A lot of people will tell you that between shows like The Sopranos, The Wire, Mad Men, and Breaking Bad, the last 10-15 years may represent the greatest period in the history of television drama. This is a defensible argument, I suppose, but it overlooks one important fact: Johnny Cash played the murderer in a 1974 episode of Columbo titled “Swan Song,” and it was amazing.
How amazing? Well…
Johnny Cash plays some sort of Gospel singer/televangelist named Tommy Brown. Turns out Tommy is an ex-con who has been carrying on an affair with one of his underage backup singers, which Tommy’s wife uses to blackmail him into pumping all the earnings from his shows into the mega-temple she’s planning to build. So, Tommy, who is also a pilot, obviously, decides to take care of both of his problems at once by taking his wife and underage mistress up in a plane together, drugging them, then jumping out of the plane and parachuting to safety — with a parachute he made himself from the nylon they used for the robes worn by his backup singers — as it crashes into the side of a mountain.
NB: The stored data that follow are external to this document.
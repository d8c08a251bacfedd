#![allow(dead_code)]

mod fixtures;
pub use fixtures::*;

// Re-export commonly used types from corroscan for tests
pub use corroscan::{
    AnalysisError, AnalysisResult, AnalyzerConfig, CorrosionAnalyzer, CorrosionClass, Mask,
};
use imageproc::point::Point;
use serde::Serialize;

/// Outer boundary of one connected foreground region
#[derive(Debug, Clone)]
pub struct Contour {
    pub points: Vec<Point<u32>>,
}

impl Contour {
    pub fn new(points: Vec<Point<u32>>) -> Self {
        Self { points }
    }

    /// Area enclosed by the boundary polygon (shoelace formula).
    ///
    /// Regions that are a single pixel or a single pixel wide enclose no area.
    pub fn area(&self) -> f64 {
        let n = self.points.len();
        if n < 3 {
            return 0.0;
        }

        let twice_area: i64 = (0..n)
            .map(|i| {
                let a = self.points[i];
                let b = self.points[(i + 1) % n];
                a.x as i64 * b.y as i64 - b.x as i64 * a.y as i64
            })
            .sum();

        twice_area.abs() as f64 / 2.0
    }

    /// A pixel known to belong to the region this contour bounds
    pub fn seed(&self) -> Option<(u32, u32)> {
        self.points.first().map(|p| (p.x, p.y))
    }

    pub fn bounding_box(&self) -> Option<(u32, u32, u32, u32)> {
        let first = self.points.first()?;
        let init = (first.x, first.y, first.x, first.y);
        Some(self.points.iter().fold(init, |(min_x, min_y, max_x, max_y), p| {
            (min_x.min(p.x), min_y.min(p.y), max_x.max(p.x), max_y.max(p.y))
        }))
    }
}

/// Affected surface of one fastener, in percent of its visible pixels
#[derive(Debug, Clone, Copy, PartialEq, Serialize)]
pub struct AnalysisResult {
    /// Share covered by any corrosion class, overlapping pixels counted once
    pub total_affected: f64,
    pub red: f64,
    pub black: f64,
    pub white: f64,
    /// Pixels in the isolated object, the denominator of every percentage
    pub object_pixels: u64,
}
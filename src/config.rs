use std::fs;
use std::path::Path;

use serde::{Deserialize, Serialize};

use crate::color::{CorrosionClass, ThresholdRange};
use crate::error::{AnalysisError, Result};
use crate::mask::MAX_KERNEL_SIZE;

/// Uniform green backdrop the fastener is photographed against
pub const DEFAULT_BACKGROUND: ThresholdRange = ThresholdRange::new([80, 85, 20], [90, 255, 255]);

pub const DEFAULT_RED: ThresholdRange = ThresholdRange::new([5, 80, 60], [16, 255, 255]);

// Hue bound exceeds 179 on purpose: dark pixels match whatever their hue.
pub const DEFAULT_BLACK: ThresholdRange = ThresholdRange::new([0, 0, 0], [200, 255, 60]);

pub const DEFAULT_WHITE: ThresholdRange = ThresholdRange::new([0, 0, 180], [50, 60, 255]);

pub const DEFAULT_KERNEL_SIZE: u32 = 5;

/// HSV rules for the three corrosion classes
#[derive(Debug, Clone, PartialEq, Eq, Serialize, Deserialize)]
#[serde(default)]
pub struct CorrosionThresholds {
    pub red: ThresholdRange,
    pub black: ThresholdRange,
    pub white: ThresholdRange,
}

impl Default for CorrosionThresholds {
    fn default() -> Self {
        Self {
            red: DEFAULT_RED,
            black: DEFAULT_BLACK,
            white: DEFAULT_WHITE,
        }
    }
}

impl CorrosionThresholds {
    pub fn get(&self, class: CorrosionClass) -> &ThresholdRange {
        match class {
            CorrosionClass::Red => &self.red,
            CorrosionClass::Black => &self.black,
            CorrosionClass::White => &self.white,
        }
    }

    /// Class to range mapping, in reporting order
    pub fn ranges(&self) -> [(CorrosionClass, &ThresholdRange); 3] {
        CorrosionClass::ALL.map(|class| (class, self.get(class)))
    }
}

/// Tunables for one deployment (lighting, backdrop colour).
///
/// Missing keys in a config file fall back to the built-in defaults.
#[derive(Debug, Clone, PartialEq, Eq, Serialize, Deserialize)]
#[serde(default)]
pub struct AnalyzerConfig {
    pub background: ThresholdRange,
    pub corrosion: CorrosionThresholds,
    /// Side of the square structuring element used for mask cleanup
    pub kernel_size: u32,
}

impl Default for AnalyzerConfig {
    fn default() -> Self {
        Self {
            background: DEFAULT_BACKGROUND,
            corrosion: CorrosionThresholds::default(),
            kernel_size: DEFAULT_KERNEL_SIZE,
        }
    }
}

impl AnalyzerConfig {
    /// Load and validate a JSON config file
    pub fn load<P: AsRef<Path>>(path: P) -> Result<Self> {
        let path = path.as_ref();
        let contents = fs::read_to_string(path)?;
        let config = Self::from_json(&contents).map_err(|e| match e {
            AnalysisError::InvalidConfig(msg) => {
                AnalysisError::InvalidConfig(format!("{}: {}", path.display(), msg))
            }
            other => other,
        })?;
        log::debug!("loaded analyzer config from {}", path.display());
        Ok(config)
    }

    pub fn from_json(json: &str) -> Result<Self> {
        let config: Self = serde_json::from_str(json)
            .map_err(|e| AnalysisError::InvalidConfig(e.to_string()))?;
        config.validate()?;
        Ok(config)
    }

    pub fn to_json_pretty(&self) -> Result<String> {
        serde_json::to_string_pretty(self).map_err(|e| AnalysisError::InvalidConfig(e.to_string()))
    }

    pub fn validate(&self) -> Result<()> {
        if self.kernel_size == 0 || self.kernel_size % 2 == 0 {
            return Err(AnalysisError::InvalidConfig(format!(
                "kernel_size must be odd and positive, got {}",
                self.kernel_size
            )));
        }
        if self.kernel_size > MAX_KERNEL_SIZE {
            return Err(AnalysisError::InvalidConfig(format!(
                "kernel_size must be at most {}, got {}",
                MAX_KERNEL_SIZE, self.kernel_size
            )));
        }

        let named = std::iter::once(("background", &self.background)).chain(
            self.corrosion
                .ranges()
                .into_iter()
                .map(|(class, range)| (class.as_str(), range)),
        );
        for (name, range) in named {
            if let Some(channel) = range.inverted_channel() {
                return Err(AnalysisError::InvalidConfig(format!(
                    "{} range has lower > upper on channel {}",
                    name, channel
                )));
            }
        }

        Ok(())
    }
}
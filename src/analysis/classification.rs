use image::RgbImage;

use crate::color::{CorrosionClass, HsvImage};
use crate::config::CorrosionThresholds;
use crate::mask::Mask;

use super::segmentation::in_range;

/// Corrosion masks for one object, all restricted to its footprint.
///
/// Classes may overlap; `affected` is their union.
#[derive(Debug, Clone)]
pub struct CorrosionMasks {
    pub red: Mask,
    pub black: Mask,
    pub white: Mask,
    pub affected: Mask,
}

impl CorrosionMasks {
    pub fn get(&self, class: CorrosionClass) -> &Mask {
        match class {
            CorrosionClass::Red => &self.red,
            CorrosionClass::Black => &self.black,
            CorrosionClass::White => &self.white,
        }
    }
}

/// Apply the three corrosion rules to an isolated object.
///
/// Pixels zeroed during isolation read as black, so every mask is
/// intersected with `object_mask` before it is returned.
pub fn classify(
    isolated: &RgbImage,
    object_mask: &Mask,
    thresholds: &CorrosionThresholds,
) -> CorrosionMasks {
    let hsv = HsvImage::from_rgb(isolated);

    let [red, black, white] =
        thresholds.ranges().map(|(_, range)| in_range(&hsv, range).intersect(object_mask));

    let affected = red.union(&black).union(&white).intersect(object_mask);

    CorrosionMasks {
        red,
        black,
        white,
        affected,
    }
}
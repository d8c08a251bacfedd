use crate::analysis::{classification, contours, percentages, segmentation};
use crate::color::{CorrosionClass, ThresholdRange};
use crate::config::CorrosionThresholds;
use crate::error::Result;
use crate::models::AnalysisResult;
use crate::pipeline::{MetadataValue, PipelineContext, PipelineData, PipelineStep};
use image::DynamicImage;

/// Mask out the backdrop and clean the remaining foreground
pub struct BackgroundSegmentationStep {
    pub background: ThresholdRange,
    pub kernel_size: u32,
}

impl PipelineStep for BackgroundSegmentationStep {
    fn process(&self, data: PipelineData, _context: &PipelineContext) -> Result<PipelineData> {
        let foreground =
            segmentation::segment_foreground(&data.image, &self.background, self.kernel_size);
        let count = foreground.count();
        log::debug!("foreground covers {} pixels", count);

        let mut new_data = data.with_metadata("foreground_pixels", MetadataValue::Count(count));
        new_data.foreground = Some(foreground);
        Ok(new_data)
    }

    fn name(&self) -> &str {
        "Background Segmentation"
    }

    fn debug_image(&self, data: &PipelineData) -> DynamicImage {
        match &data.foreground {
            Some(mask) => DynamicImage::ImageLuma8(mask.to_image()),
            None => DynamicImage::ImageRgb8(data.image.clone()),
        }
    }
}

/// Keep the largest foreground region and black out everything else
pub struct ObjectIsolationStep;

impl PipelineStep for ObjectIsolationStep {
    fn process(&self, data: PipelineData, _context: &PipelineContext) -> Result<PipelineData> {
        let foreground = data
            .foreground
            .as_ref()
            .expect("object isolation runs after background segmentation");

        let isolated = contours::isolate_object(foreground, &data.original)?;
        let contour_count = isolated.contour_count as u64;
        let object_pixels = isolated.mask.count();
        let area = isolated.contour.area();
        if let Some((min_x, min_y, max_x, max_y)) = isolated.contour.bounding_box() {
            log::debug!(
                "kept 1 of {} regions at ({}, {})-({}, {}): contour area {:.1}, {} pixels",
                contour_count,
                min_x,
                min_y,
                max_x,
                max_y,
                area,
                object_pixels
            );
        }

        let mut new_data = data
            .with_metadata("contour_count", MetadataValue::Count(contour_count))
            .with_metadata("contour_area", MetadataValue::Float(area))
            .with_metadata("object_pixels", MetadataValue::Count(object_pixels));
        new_data.image = isolated.image;
        new_data.object_mask = Some(isolated.mask);
        Ok(new_data)
    }

    fn name(&self) -> &str {
        "Object Isolation"
    }
}

/// Sort object pixels into the corrosion classes
pub struct CorrosionClassificationStep {
    pub thresholds: CorrosionThresholds,
}

impl PipelineStep for CorrosionClassificationStep {
    fn process(&self, data: PipelineData, _context: &PipelineContext) -> Result<PipelineData> {
        let object_mask = data
            .object_mask
            .as_ref()
            .expect("corrosion classification runs after object isolation");

        let masks = classification::classify(&data.image, object_mask, &self.thresholds);

        let mut new_data = data;
        for class in CorrosionClass::ALL {
            let count = masks.get(class).count();
            log::debug!("{} corrosion: {} pixels", class, count);
            new_data
                .metadata
                .insert(format!("{}_pixels", class), MetadataValue::Count(count));
        }
        new_data.metadata.insert(
            "affected_pixels".to_string(),
            MetadataValue::Count(masks.affected.count()),
        );
        new_data.corrosion = Some(masks);
        Ok(new_data)
    }

    fn name(&self) -> &str {
        "Corrosion Classification"
    }

    fn debug_image(&self, data: &PipelineData) -> DynamicImage {
        match &data.corrosion {
            Some(masks) => DynamicImage::ImageLuma8(masks.affected.to_image()),
            None => DynamicImage::ImageRgb8(data.image.clone()),
        }
    }
}

/// Compute the reported percentages from a fully classified run
pub fn percentages_of(data: &PipelineData) -> Result<AnalysisResult> {
    let object_mask = data
        .object_mask
        .as_ref()
        .expect("percentages are computed after object isolation");
    let masks = data
        .corrosion
        .as_ref()
        .expect("percentages are computed after corrosion classification");
    percentages::calculate(object_mask, masks)
}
So, to recap: We’ve got crooked religious types, a scandalous underage affair, blackmail, homemade parachutes, and a staggeringly elaborate murder that involves (a) drugs, and (b) a last-minute escape from a small plane as it screams toward its fiery demise. And all of that happens in like the first 20 minutes. And then the rest of the episode features Columbo trying to outwit Tommy. And, again, Tommy is played by Johnny Cash. Who sings a lot. Often for no discernible plot-based reason. It’s on Netflix. You should watch it.